__DESCRIPTION OF THE TASK__. The lines from the top of the records below through the one containing "pub trait CursorSigner: Send" are to be transcribed exactly, and nothing else is to be added.

__ENTRIES SUPPLIED__.
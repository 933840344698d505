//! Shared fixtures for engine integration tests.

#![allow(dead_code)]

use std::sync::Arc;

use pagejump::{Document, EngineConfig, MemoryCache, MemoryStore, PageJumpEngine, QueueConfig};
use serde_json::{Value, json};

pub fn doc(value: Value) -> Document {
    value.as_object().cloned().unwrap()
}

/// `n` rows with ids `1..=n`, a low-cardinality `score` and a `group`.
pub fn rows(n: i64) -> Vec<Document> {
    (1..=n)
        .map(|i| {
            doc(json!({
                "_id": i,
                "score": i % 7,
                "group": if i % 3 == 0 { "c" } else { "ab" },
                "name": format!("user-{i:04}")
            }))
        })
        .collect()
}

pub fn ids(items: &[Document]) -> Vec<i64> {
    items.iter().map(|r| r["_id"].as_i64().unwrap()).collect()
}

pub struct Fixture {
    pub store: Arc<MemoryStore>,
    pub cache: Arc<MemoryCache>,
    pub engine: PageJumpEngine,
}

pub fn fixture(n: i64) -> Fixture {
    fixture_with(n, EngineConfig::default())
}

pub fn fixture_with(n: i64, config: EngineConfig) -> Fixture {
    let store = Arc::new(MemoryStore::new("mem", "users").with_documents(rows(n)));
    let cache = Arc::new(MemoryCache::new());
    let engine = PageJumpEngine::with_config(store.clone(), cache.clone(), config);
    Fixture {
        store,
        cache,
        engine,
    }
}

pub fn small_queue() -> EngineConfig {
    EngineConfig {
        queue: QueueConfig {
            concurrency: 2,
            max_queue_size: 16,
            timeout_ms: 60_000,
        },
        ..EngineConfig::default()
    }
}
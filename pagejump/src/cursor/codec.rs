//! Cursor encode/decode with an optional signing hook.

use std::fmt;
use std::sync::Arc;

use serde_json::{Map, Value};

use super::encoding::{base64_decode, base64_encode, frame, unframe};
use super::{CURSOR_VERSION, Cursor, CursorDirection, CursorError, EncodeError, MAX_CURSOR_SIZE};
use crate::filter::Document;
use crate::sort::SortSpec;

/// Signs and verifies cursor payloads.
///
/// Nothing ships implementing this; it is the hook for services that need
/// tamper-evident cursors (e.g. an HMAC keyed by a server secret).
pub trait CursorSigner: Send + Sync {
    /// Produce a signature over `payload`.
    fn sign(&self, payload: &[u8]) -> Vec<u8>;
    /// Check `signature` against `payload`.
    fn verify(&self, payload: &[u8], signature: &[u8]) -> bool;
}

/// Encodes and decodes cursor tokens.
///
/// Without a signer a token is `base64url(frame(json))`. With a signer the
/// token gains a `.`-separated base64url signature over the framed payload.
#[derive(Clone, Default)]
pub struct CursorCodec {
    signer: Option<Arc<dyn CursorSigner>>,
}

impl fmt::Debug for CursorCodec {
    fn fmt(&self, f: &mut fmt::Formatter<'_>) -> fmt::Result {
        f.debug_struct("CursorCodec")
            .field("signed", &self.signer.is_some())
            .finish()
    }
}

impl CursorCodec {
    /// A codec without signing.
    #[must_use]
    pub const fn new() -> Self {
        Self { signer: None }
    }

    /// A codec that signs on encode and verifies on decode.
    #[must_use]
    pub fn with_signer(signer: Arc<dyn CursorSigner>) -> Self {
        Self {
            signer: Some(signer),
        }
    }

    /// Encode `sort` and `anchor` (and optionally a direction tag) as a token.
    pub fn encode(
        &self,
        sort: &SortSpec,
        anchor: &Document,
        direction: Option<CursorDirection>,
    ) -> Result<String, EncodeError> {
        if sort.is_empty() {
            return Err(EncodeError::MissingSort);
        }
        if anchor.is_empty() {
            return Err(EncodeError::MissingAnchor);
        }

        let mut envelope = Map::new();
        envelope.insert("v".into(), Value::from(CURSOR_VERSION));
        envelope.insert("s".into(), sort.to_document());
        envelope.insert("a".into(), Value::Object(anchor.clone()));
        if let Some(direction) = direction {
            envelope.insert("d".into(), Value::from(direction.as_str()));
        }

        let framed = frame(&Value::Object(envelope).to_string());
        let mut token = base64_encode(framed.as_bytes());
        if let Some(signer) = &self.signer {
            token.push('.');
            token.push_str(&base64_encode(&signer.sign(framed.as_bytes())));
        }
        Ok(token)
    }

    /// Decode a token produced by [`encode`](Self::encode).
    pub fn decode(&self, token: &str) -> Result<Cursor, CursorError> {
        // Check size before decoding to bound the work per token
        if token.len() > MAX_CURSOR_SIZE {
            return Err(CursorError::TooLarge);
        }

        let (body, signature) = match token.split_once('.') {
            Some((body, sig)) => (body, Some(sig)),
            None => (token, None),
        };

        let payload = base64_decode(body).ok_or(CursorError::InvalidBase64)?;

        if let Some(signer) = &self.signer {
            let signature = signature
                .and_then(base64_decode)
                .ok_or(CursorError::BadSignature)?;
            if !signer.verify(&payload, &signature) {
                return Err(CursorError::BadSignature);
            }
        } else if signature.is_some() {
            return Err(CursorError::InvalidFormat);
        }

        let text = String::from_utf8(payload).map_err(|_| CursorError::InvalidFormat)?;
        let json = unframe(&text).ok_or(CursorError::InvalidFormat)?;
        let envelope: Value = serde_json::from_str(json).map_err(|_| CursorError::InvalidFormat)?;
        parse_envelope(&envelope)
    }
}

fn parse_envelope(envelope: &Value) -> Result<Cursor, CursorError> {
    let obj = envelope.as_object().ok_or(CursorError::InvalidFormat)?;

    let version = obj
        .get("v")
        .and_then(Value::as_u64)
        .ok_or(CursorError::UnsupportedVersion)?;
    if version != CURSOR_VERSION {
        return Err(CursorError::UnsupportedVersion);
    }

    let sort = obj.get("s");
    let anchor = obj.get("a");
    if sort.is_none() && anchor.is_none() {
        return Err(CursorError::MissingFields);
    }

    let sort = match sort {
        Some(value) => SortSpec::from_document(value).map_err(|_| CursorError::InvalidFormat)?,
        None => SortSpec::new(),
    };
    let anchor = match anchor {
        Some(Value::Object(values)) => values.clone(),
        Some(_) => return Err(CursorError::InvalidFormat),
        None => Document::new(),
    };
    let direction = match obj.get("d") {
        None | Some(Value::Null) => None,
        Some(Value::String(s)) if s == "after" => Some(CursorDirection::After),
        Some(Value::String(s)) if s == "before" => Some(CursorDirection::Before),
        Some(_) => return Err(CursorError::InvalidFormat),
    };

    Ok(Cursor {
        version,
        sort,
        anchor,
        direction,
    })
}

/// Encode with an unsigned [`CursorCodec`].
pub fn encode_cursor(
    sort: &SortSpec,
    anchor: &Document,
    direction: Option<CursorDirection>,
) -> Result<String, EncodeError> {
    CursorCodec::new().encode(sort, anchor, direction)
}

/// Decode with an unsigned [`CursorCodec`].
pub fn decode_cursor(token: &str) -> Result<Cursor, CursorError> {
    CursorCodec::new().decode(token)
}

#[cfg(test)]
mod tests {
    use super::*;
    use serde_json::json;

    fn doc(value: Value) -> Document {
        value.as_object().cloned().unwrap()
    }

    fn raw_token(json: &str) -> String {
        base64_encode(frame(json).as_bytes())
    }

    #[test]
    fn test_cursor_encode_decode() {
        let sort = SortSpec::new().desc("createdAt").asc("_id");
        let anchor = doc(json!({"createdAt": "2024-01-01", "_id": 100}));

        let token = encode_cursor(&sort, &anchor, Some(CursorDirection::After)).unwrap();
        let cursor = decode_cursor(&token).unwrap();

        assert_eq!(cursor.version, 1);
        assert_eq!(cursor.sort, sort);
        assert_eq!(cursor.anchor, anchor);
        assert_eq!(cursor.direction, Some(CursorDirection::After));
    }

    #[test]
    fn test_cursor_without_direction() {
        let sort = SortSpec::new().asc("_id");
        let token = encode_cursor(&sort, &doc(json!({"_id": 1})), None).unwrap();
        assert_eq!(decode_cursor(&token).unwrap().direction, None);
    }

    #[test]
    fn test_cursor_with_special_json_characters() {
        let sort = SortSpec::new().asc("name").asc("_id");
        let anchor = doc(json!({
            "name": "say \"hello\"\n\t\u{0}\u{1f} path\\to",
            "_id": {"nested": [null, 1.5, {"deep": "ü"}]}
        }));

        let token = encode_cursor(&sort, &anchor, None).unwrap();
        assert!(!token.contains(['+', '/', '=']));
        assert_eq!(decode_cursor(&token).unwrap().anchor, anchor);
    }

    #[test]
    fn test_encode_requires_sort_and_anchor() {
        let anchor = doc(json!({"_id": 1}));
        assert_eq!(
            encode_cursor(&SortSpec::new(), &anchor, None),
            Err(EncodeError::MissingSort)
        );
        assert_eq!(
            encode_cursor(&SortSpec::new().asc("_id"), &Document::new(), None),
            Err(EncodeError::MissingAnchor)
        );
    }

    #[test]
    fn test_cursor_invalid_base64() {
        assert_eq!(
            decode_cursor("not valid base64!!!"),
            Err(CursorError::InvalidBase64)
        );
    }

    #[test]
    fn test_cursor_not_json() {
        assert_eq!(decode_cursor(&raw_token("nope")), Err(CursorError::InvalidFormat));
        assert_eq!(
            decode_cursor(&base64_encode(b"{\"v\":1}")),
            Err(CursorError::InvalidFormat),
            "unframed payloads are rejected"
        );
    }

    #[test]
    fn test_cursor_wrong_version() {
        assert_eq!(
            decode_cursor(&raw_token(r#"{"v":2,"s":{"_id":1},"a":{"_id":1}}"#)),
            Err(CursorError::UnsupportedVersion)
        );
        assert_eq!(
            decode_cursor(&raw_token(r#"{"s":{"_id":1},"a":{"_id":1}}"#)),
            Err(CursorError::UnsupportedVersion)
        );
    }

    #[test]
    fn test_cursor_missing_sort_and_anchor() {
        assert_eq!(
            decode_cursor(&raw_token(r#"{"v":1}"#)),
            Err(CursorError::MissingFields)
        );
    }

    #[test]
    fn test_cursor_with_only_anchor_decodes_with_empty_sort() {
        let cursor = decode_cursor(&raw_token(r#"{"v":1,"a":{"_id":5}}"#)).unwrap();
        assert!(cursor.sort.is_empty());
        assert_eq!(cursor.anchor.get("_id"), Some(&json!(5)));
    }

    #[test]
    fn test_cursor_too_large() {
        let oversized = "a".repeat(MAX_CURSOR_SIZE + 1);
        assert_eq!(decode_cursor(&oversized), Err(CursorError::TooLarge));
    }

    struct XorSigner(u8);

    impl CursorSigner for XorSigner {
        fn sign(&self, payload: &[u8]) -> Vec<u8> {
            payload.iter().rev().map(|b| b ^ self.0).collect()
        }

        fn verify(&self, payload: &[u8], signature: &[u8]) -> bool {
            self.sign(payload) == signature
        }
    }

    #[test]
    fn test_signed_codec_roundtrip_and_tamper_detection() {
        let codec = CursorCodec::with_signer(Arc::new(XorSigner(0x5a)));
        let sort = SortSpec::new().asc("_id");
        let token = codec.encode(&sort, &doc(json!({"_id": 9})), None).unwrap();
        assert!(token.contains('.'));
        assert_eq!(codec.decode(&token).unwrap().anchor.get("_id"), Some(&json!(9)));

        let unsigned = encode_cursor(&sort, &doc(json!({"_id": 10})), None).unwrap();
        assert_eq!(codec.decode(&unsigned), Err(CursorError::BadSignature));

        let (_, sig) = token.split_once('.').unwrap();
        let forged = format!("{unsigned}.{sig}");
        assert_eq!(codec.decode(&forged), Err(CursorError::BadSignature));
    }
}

__SOLVED EXERCISE__.
repository 933840344698d505
//! Shared fixtures for engine integration tests.

#![allow(dead_code)]

use std::sync::Arc;

use pagejump::{Document, EngineConfig, MemoryCache, MemoryStore, PageJumpEngine, QueueConfig};
use serde_json::{Value, json};

pub fn doc(value: Value) -> Document {
    value.as_object().cloned().unwrap()
}

/// `n` rows with ids `1..=n`, a low-cardinality `score` and a `group`.
pub fn rows(n: i64) -> Vec<Document> {
    (1..=n)
        .map(|i| {
            doc(json!({
                "_id": i,
                "score": i % 7,
                "group": if i % 3 == 0 { "c" } else { "ab" },
                "name": format!("user-{i:04}")
            }))
        })
        .collect()
}

pub fn ids(items: &[Document]) -> Vec<i64> {
    items.iter().map(|r| r["_id"].as_i64().unwrap()).collect()
}

pub struct Fixture {
    pub store: Arc<MemoryStore>,
    pub cache: Arc<MemoryCache>,
    pub engine: PageJumpEngine,
}

pub fn fixture(n: i64) -> Fixture {
    fixture_with(n, EngineConfig::default())
}

pub fn fixture_with(n: i64, config: EngineConfig) -> Fixture {
    let store = Arc::new(MemoryStore::new("mem", "users").with_documents(rows(n)));
    let cache = Arc::new(MemoryCache::new());
    let engine = PageJumpEngine::with_config(store.clone(), cache.clone(), config);
    Fixture {
        store,
        cache,
        engine,
    }
}

pub fn small_queue() -> EngineConfig {
    EngineConfig {
        queue: QueueConfig {
            concurrency: 2,
            max_queue_size: 16,
            timeout_ms: 60_000,
        },
        ..EngineConfig::default()
    }
}
filename pagejump/src/cursor/codec.rs
//! Cursor encode/decode with an optional signing hook.

use std::fmt;
use std::sync::Arc;

use serde_json::{Map, Value};

use super::encoding::{base64_decode, base64_encode, frame, unframe};
use super::{CURSOR_VERSION, Cursor, CursorDirection, CursorError, EncodeError, MAX_CURSOR_SIZE};
use crate::filter::Document;
use crate::sort::SortSpec;

/// Signs and verifies cursor payloads.
///
/// Nothing ships implementing this; it is the hook for services that need
/// tamper-evident cursors (e.g. an HMAC keyed by a server secret).
pub trait CursorSigner: Send + Sync {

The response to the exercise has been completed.